Dead or Alive. Preferably Dead. Very Dead. Extremely Dead. Completely forget that “Alive” part, okay?

The wooden chair screeched across the hardwood floor as Phyl pulled it under her. She’d placed her small, black leather purse on the green topped officers’ table in front of her. It looked like a little black island in a puke green sea. The table reminded her of industrial breakroom tables; functional but not inviting. She shifted her purse as she sat, placing it before her but not so far in front as to claim space, not setting a boundary. Her stomach gurgled quietly and she glanced around to see if anyone noticed. No one had.

A guard, the one who met her in the parking lot, absently caught her eye and smiled. He had her move her car to a roped off area next to a construction trailer then escorted her to the parole hearing. He didn’t say much but did chat her up a bit, commenting on her deep blue skirt, cream colored blazer and sky blue blouse, offering that it highlighted her hair and eyes.
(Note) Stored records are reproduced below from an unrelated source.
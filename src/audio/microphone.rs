// Microphone input via cpal
//
// cpal delivers samples from its own audio thread through a callback. The
// callback converts them to mono 16-bit little-endian bytes and pushes them
// into a bounded queue; `read_block` blocks on that queue until a full block
// is available, which gives the capture loop the pull-style contract it
// expects.

use cpal::traits::{DeviceTrait, HostTrait, StreamTrait};
use cpal::{
    BufferSize, FromSample, Sample, SampleFormat, SampleRate, SizedSample, Stream, StreamConfig,
    SupportedBufferSize,
};
use std::collections::VecDeque;
use std::sync::{Arc, Condvar, Mutex};
use std::time::Duration;
use tracing::{error, info, warn};

use super::backend::{BlockRead, SampleDevice, SampleSource};
use super::format::PcmFormat;
use crate::error::{RecorderError, SourceError};

/// Minimum buffer assumed when the host does not report one
const FALLBACK_MIN_BUFFER_MS: u64 = 20;

/// Queue capacity in blocks before the oldest audio is dropped
const QUEUE_CAPACITY_BLOCKS: usize = 32;

/// Default system microphone
pub struct MicrophoneDevice {
    name: String,
}

impl MicrophoneDevice {
    pub fn new() -> Self {
        let name = cpal::default_host()
            .default_input_device()
            .and_then(|d| d.name().ok())
            .unwrap_or_else(|| "default input".to_string());

        Self { name }
    }
}

impl Default for MicrophoneDevice {
    fn default() -> Self {
        Self::new()
    }
}

impl SampleDevice for MicrophoneDevice {
    fn open(
        &self,
        format: PcmFormat,
        buffer_multiplier: usize,
    ) -> Result<Box<dyn SampleSource>, RecorderError> {
        let host = cpal::default_host();
        let device = host
            .default_input_device()
            .ok_or_else(|| RecorderError::DeviceUnavailable("No audio input device found".into()))?;

        let negotiated = negotiate(&device, format)?;
        let multiplier = buffer_multiplier.max(1);
        let frame_bytes = format.block_align() as usize;
        let block_size = negotiated.min_frames as usize * frame_bytes * multiplier;

        info!(
            "Opening microphone '{}': {}Hz, {} device channel(s), {:?}, {} byte blocks",
            self.name,
            format.sample_rate,
            negotiated.config.channels,
            negotiated.sample_format,
            block_size
        );

        let queue = Arc::new(CaptureQueue::new(block_size * QUEUE_CAPACITY_BLOCKS, frame_bytes));

        let mut config = negotiated.config.clone();
        if negotiated.reported_minimum {
            config.buffer_size = BufferSize::Fixed(negotiated.min_frames * multiplier as u32);
        }

        let stream = match build_stream(&device, &config, negotiated.sample_format, &queue) {
            Ok(stream) => stream,
            Err(e) if negotiated.reported_minimum => {
                warn!("Fixed buffer size rejected ({}), retrying with host default", e);
                config.buffer_size = BufferSize::Default;
                build_stream(&device, &config, negotiated.sample_format, &queue)?
            }
            Err(e) => return Err(e),
        };

        // Only start a stream that was constructed successfully
        stream
            .play()
            .map_err(|e| RecorderError::DeviceUnavailable(format!("Failed to start stream: {}", e)))?;

        let block_duration = Duration::from_millis(format.duration_millis(block_size as u64).max(1));

        Ok(Box::new(MicrophoneSource {
            stream: Some(stream),
            queue,
            block_size,
            max_wait: block_duration * 2,
        }))
    }

    fn is_available(&self) -> bool {
        cpal::default_host().default_input_device().is_some()
    }

    fn name(&self) -> &str {
        &self.name
    }
}

struct Negotiated {
    config: StreamConfig,
    sample_format: SampleFormat,
    min_frames: u32,
    reported_minimum: bool,
}

/// Pick an input config that runs at the requested rate, preferring the
/// requested channel count
fn negotiate(device: &cpal::Device, format: PcmFormat) -> Result<Negotiated, RecorderError> {
    let ranges = device
        .supported_input_configs()
        .map_err(|e| RecorderError::DeviceUnavailable(format!("Failed to query configs: {}", e)))?;

    let rate = SampleRate(format.sample_rate);
    let mut best: Option<cpal::SupportedStreamConfigRange> = None;

    for range in ranges {
        if !matches!(
            range.sample_format(),
            SampleFormat::I16 | SampleFormat::F32 | SampleFormat::U16
        ) {
            continue;
        }
        if range.min_sample_rate() > rate || range.max_sample_rate() < rate {
            continue;
        }

        let is_better = match &best {
            None => true,
            Some(current) => {
                let wanted = format.channels;
                let distance = |c: u16| (c as i32 - wanted as i32).abs();
                distance(range.channels()) < distance(current.channels())
            }
        };
        if is_better {
            best = Some(range);
        }
    }

    let supported = best
        .ok_or_else(|| {
            RecorderError::DeviceUnavailable(format!(
                "Input device does not support {}Hz capture",
                format.sample_rate
            ))
        })?
        .with_sample_rate(rate);

    let fallback_frames = (format.sample_rate as u64 * FALLBACK_MIN_BUFFER_MS / 1000) as u32;
    let (min_frames, reported_minimum) = match supported.buffer_size() {
        SupportedBufferSize::Range { min, .. } if *min > 0 => (*min, true),
        _ => (fallback_frames, false),
    };

    Ok(Negotiated {
        sample_format: supported.sample_format(),
        config: supported.config(),
        min_frames,
        reported_minimum,
    })
}

fn build_stream(
    device: &cpal::Device,
    config: &StreamConfig,
    sample_format: SampleFormat,
    queue: &Arc<CaptureQueue>,
) -> Result<Stream, RecorderError> {
    match sample_format {
        SampleFormat::I16 => build_stream_typed::<i16>(device, config, queue),
        SampleFormat::U16 => build_stream_typed::<u16>(device, config, queue),
        SampleFormat::F32 => build_stream_typed::<f32>(device, config, queue),
        other => Err(RecorderError::DeviceUnavailable(format!(
            "Unsupported sample format {:?}",
            other
        ))),
    }
}

fn build_stream_typed<T>(
    device: &cpal::Device,
    config: &StreamConfig,
    queue: &Arc<CaptureQueue>,
) -> Result<Stream, RecorderError>
where
    T: SizedSample + Send + 'static,
    i16: FromSample<T>,
{
    let channels = config.channels.max(1) as usize;
    let data_queue = Arc::clone(queue);
    let error_queue = Arc::clone(queue);

    device
        .build_input_stream(
            config,
            move |data: &[T], _: &cpal::InputCallbackInfo| {
                data_queue.push_frames(data, channels);
            },
            move |err| {
                error!("Audio stream error: {}", err);
                error_queue.fail(err.to_string());
            },
            None,
        )
        .map_err(|e| RecorderError::DeviceUnavailable(format!("Failed to build stream: {}", e)))
}

#[derive(Default)]
struct QueueState {
    bytes: VecDeque<u8>,
    failure: Option<String>,
    overruns: u64,
}

/// Bounded byte queue between the cpal callback and `read_block`
struct CaptureQueue {
    state: Mutex<QueueState>,
    ready: Condvar,
    capacity: usize,
    frame_bytes: usize,
}

impl CaptureQueue {
    fn new(capacity: usize, frame_bytes: usize) -> Self {
        Self {
            state: Mutex::new(QueueState::default()),
            ready: Condvar::new(),
            capacity,
            frame_bytes: frame_bytes.max(1),
        }
    }

    /// Downmix interleaved frames to mono i16 and enqueue them
    fn push_frames<T>(&self, data: &[T], channels: usize)
    where
        T: SizedSample,
        i16: FromSample<T>,
    {
        let Ok(mut state) = self.state.lock() else {
            return;
        };

        for frame in data.chunks(channels) {
            let sum: i32 = frame.iter().map(|&s| s.to_sample::<i16>() as i32).sum();
            let mono = (sum / frame.len() as i32) as i16;
            state.bytes.extend(mono.to_le_bytes());
        }

        if state.bytes.len() > self.capacity {
            let excess = state.bytes.len() - self.capacity;
            let excess = excess.div_ceil(self.frame_bytes) * self.frame_bytes;
            state.bytes.drain(..excess.min(state.bytes.len()));
            state.overruns += 1;
        }

        drop(state);
        self.ready.notify_one();
    }

    fn fail(&self, message: String) {
        if let Ok(mut state) = self.state.lock() {
            state.failure.get_or_insert(message);
        }
        self.ready.notify_all();
    }
}

struct MicrophoneSource {
    stream: Option<Stream>,
    queue: Arc<CaptureQueue>,
    block_size: usize,
    max_wait: Duration,
}

impl SampleSource for MicrophoneSource {
    fn block_size(&self) -> usize {
        self.block_size
    }

    fn read_block(&mut self, buf: &mut [u8]) -> Result<BlockRead, SourceError> {
        let poisoned = |_| SourceError::Read("capture queue poisoned".to_string());
        let mut state = self.queue.state.lock().map_err(poisoned)?;

        while state.bytes.len() < buf.len() && state.failure.is_none() {
            let (guard, timeout) = self
                .queue
                .ready
                .wait_timeout(state, self.max_wait)
                .map_err(|_| SourceError::Read("capture queue poisoned".to_string()))?;
            state = guard;
            if timeout.timed_out() && state.bytes.len() < buf.len() {
                return Ok(BlockRead::NoData);
            }
        }

        if let Some(failure) = state.failure.clone() {
            return Err(SourceError::Disconnected(failure));
        }

        for (dst, src) in buf.iter_mut().zip(state.bytes.drain(..buf.len())) {
            *dst = src;
        }

        Ok(BlockRead::Data(buf.len()))
    }

    fn close(&mut self) -> Result<(), SourceError> {
        let Some(stream) = self.stream.take() else {
            return Ok(());
        };

        let paused = stream.pause();
        drop(stream);

        if let Ok(state) = self.queue.state.lock() {
            if state.overruns > 0 {
                warn!(
                    "Microphone queue overflowed {} time(s), audio was dropped",
                    state.overruns
                );
            }
        }

        paused.map_err(|e| SourceError::Disconnected(format!("Failed to stop stream: {}", e)))
    }

    fn name(&self) -> &str {
        "microphone"
    }
}

impl Drop for MicrophoneSource {
    fn drop(&mut self) {
        if self.stream.is_some() {
            if let Err(e) = self.close() {
                warn!("Failed to release microphone on drop: {}", e);
            }
        }
    }
}
//! HTTP bridge for the method channel
//!
//! Lets a host process drive the recorder over loopback:
//! - POST /channel/:method - Invoke start/stop/isRecording/hasPermissions
//! - GET /status - Recorder state and active session
//! - GET /health - Health check

mod handlers;
mod routes;
mod state;

pub use handlers::{ErrorResponse, MethodResponse};
pub use routes::create_router;
pub use state::AppState;
/// Pull blocks from `source` into `writer` while `running` is set
///
/// Transient no-data cycles are skipped. Failed appends are logged and
/// counted; capture only halts when the scratch stream is lost or the device
/// fails a read.
pub fn run_capture_loop<W: Write>(
    source: &mut dyn SampleSource,
    writer: &mut ScratchWriter<W>,
    running: &AtomicBool,
) -> CaptureReport {
    let mut report = CaptureReport::default();
    let mut block = PcmBlock::new(source.block_size());
    let mut consecutive_failures = 0u32;

    while running.load(Ordering::SeqCst) {
        match source.read_block(block.buffer_mut()) {
            Ok(BlockRead::Data(n)) if n > 0 => {
                block.set_len(n);

                match writer.append(block.as_bytes()) {
                    Ok(()) => {
                        consecutive_failures = 0;
                        report.blocks_written += 1;
                        report.bytes_captured += block.as_bytes().len() as u64;
                    }
                    Err(e) => {
                        consecutive_failures += 1;
                        report.failed_appends += 1;

                        if is_stream_lost(&e)
                            || consecutive_failures >= MAX_CONSECUTIVE_APPEND_FAILURES
                        {
                            error!(
                                "Scratch stream lost after {} failure(s): {}",
                                consecutive_failures, e
                            );
                            report.fatal = Some(format!("scratch file write failed: {}", e));
                            break;
                        }

                        warn!("Failed to append PCM block to scratch file: {}", e);
                    }
                }
            }
            Ok(_) => {
                report.empty_reads += 1;
            }
            Err(e) => {
                error!("Sample source '{}' failed: {}", source.name(), e);
                report.fatal = Some(e.to_string());
                break;
            }
        }
    }

    report
}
She wondered if her outfit was too tight. She didn’t think it was. It was all tailored but not form fitting. She wasn’t wearing her boobshirt. Low, functional heels, not CFMs. Schwab suggested this outfit.

It was okay. She could do this. She exhaled, picked up her purse, opened it, removed a protein bar, closed her purse, giving each act a separate, metered and precise effort.

Porcino was not getting out.

If he got out, she’d risk it all and kill him.